Given data below:
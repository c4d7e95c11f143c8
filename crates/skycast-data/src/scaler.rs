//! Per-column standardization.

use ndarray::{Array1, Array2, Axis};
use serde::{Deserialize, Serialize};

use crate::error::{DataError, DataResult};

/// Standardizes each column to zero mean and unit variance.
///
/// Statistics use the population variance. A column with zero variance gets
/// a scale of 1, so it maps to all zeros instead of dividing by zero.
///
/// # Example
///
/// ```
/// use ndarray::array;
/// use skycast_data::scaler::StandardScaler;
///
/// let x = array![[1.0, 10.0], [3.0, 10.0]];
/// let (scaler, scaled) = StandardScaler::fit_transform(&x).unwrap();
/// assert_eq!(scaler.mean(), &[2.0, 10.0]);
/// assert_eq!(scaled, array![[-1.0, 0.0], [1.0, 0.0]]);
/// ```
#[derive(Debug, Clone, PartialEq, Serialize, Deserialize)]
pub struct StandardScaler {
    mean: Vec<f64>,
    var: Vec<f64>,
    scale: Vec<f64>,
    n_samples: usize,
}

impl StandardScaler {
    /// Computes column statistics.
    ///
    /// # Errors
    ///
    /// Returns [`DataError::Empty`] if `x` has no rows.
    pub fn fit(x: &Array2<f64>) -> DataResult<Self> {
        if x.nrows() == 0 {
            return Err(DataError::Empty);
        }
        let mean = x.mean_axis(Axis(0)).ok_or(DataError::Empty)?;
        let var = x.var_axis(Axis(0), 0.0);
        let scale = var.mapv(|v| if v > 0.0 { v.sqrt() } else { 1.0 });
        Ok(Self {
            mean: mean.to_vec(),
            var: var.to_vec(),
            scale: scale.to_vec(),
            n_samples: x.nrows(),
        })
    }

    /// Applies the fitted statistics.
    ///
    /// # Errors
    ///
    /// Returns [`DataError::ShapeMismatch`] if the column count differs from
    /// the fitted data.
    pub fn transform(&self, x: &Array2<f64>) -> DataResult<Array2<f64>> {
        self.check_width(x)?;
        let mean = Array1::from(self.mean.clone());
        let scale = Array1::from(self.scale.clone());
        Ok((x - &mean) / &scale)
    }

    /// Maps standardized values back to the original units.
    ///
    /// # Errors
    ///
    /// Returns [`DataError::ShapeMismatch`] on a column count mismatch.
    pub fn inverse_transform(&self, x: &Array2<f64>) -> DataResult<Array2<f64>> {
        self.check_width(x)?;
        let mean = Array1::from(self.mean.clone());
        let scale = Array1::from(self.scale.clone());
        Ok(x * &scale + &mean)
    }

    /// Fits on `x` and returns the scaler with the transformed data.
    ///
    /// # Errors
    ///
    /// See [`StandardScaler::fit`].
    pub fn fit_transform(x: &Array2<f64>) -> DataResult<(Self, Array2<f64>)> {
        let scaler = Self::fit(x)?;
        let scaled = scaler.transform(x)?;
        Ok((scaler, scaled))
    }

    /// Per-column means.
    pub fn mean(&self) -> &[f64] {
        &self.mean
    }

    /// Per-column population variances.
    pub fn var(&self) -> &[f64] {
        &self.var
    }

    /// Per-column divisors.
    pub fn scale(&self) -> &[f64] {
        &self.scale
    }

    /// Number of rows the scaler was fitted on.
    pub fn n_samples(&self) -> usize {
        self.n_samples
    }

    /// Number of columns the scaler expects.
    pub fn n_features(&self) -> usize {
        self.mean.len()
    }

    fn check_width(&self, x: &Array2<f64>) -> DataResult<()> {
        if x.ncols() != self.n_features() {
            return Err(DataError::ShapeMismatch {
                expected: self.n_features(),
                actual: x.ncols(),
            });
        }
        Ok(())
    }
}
End of Given data.
Exercise details:
Go through the records above, find every line with the word "count", and list those lines.

Answer to this problem:
    /// Returns [`DataError::ShapeMismatch`] if the column count differs from
    /// Returns [`DataError::ShapeMismatch`] on a column count mismatch.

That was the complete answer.